» Exercise requirements
Return each line of the records holding the string "DisplayView".

*** Opening Material shown ***

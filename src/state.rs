use std::collections::VecDeque;

use tracing::{info, warn};

use crate::display::{self, Bootstrap, DisplayView};
use crate::predictor_api::{Action, SessionSnapshot};

const MAX_LOGS: usize = 200;

#[derive(Debug, Clone)]
pub struct AppState {
    pub view: DisplayView,
    pub server_url: String,
    pub logs: VecDeque<String>,
    pub help_overlay: bool,
    pub in_flight: usize,
    next_seq: u64,
    last_applied_seq: u64,
}

impl Default for AppState {
    fn default() -> Self {
        Self::new()
    }
}

impl AppState {
    pub fn new() -> Self {
        Self {
            view: DisplayView::new(),
            server_url: String::new(),
            logs: VecDeque::new(),
            help_overlay: false,
            in_flight: 0,
            next_seq: 1,
            last_applied_seq: 0,
        }
    }

    pub fn with_bootstrap(bootstrap: &Bootstrap) -> Self {
        let mut state = Self::new();
        display::initialize(&mut state.view, bootstrap);
        state
    }

    /// Stamps an action with the next sequence number.
    pub fn issue(&mut self, action: Action) -> ProviderCommand {
        let seq = self.next_seq;
        self.next_seq += 1;
        self.in_flight += 1;
        ProviderCommand::Perform { seq, action }
    }

    /// Undoes the bookkeeping of `issue` when the command never left.
    pub fn abandon(&mut self, seq: u64) {
        self.in_flight = self.in_flight.saturating_sub(1);
        self.push_log(format!("[WARN] Request #{seq} could not be sent"));
    }

    pub fn last_applied_seq(&self) -> u64 {
        self.last_applied_seq
    }

    pub fn push_log(&mut self, msg: impl Into<String>) {
        let stamp = chrono::Local::now().format("%H:%M:%S");
        self.logs.push_back(format!("{stamp} {}", msg.into()));
        while self.logs.len() > MAX_LOGS {
            self.logs.pop_front();
        }
    }
}

#[derive(Debug, Clone, PartialEq)]
pub enum Delta {
    Applied {
        seq: u64,
        action: Action,
        snapshot: SessionSnapshot,
    },
    Failed {
        seq: u64,
        action: Action,
        error: String,
    },
}

#[derive(Debug, Clone, Copy, PartialEq, Eq)]
pub enum ProviderCommand {
    Perform { seq: u64, action: Action },
}

pub fn apply_delta(state: &mut AppState, delta: Delta) {
    match delta {
        Delta::Applied {
            seq,
            action,
            snapshot,
        } => {
            state.in_flight = state.in_flight.saturating_sub(1);
            if seq <= state.last_applied_seq {
                info!(seq, last = state.last_applied_seq, "discarding stale response");
                state.push_log(format!(
                    "[INFO] Dropped stale response #{seq} ({action}); #{} already shown",
                    state.last_applied_seq
                ));
                return;
            }
            state.last_applied_seq = seq;
            display::render_history(&mut state.view, &snapshot.history);
            display::render_prediction_state(&mut state.view, &snapshot.prediction);
            info!(
                seq,
                %action,
                prediction = %snapshot.prediction.predicted,
                confidence = snapshot.prediction.confidence,
                "applied response"
            );
        }
        Delta::Failed { seq, action, error } => {
            state.in_flight = state.in_flight.saturating_sub(1);
            warn!(seq, %action, %error, "action failed");
            state.push_log(format!("[WARN] {action} failed: {error}"));
        }
    }
}
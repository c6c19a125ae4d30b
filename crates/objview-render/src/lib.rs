// Render module - Recursive preview rendering core
// This layer sits between the captured preview model (types) and whatever
// surface paints the resulting display tree (CLI, GUI, tests).

pub mod formatter;
pub mod policy;
pub mod presenter;
pub mod render;
pub mod tree;

pub use formatter::{TextFormatter, ValueFormatter};
pub use policy::RenderPolicy;
pub use presenter::PreviewPresenter;
pub use render::{PreviewRenderer, Rendered};
pub use tree::{DisplayTree, Segment, StyleHint};

use objview_types::{Mode, Preview, Result};

// Façade API - Stable public interface for consumers
// Hosts with a custom formatter should build a PreviewRenderer directly.

/// Render a preview with the default text formatter and policy.
pub fn render_preview(preview: &Preview, mode: Mode) -> Result<Rendered> {
    PreviewRenderer::new(&TextFormatter).render(preview, mode)
}

/// Compute only the losslessness verdict of a render pass.
///
/// A convenience for consumers that do not paint the tree; correctness never
/// depends on skipping the materialization.
pub fn lossless_only(preview: &Preview, mode: Mode) -> Result<bool> {
    Ok(render_preview(preview, mode)?.lossless)
}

*** Closing Material shown ***

» Result of the exercise
use crate::display::{self, Bootstrap, DisplayView};
    pub view: DisplayView,
            view: DisplayView::new(),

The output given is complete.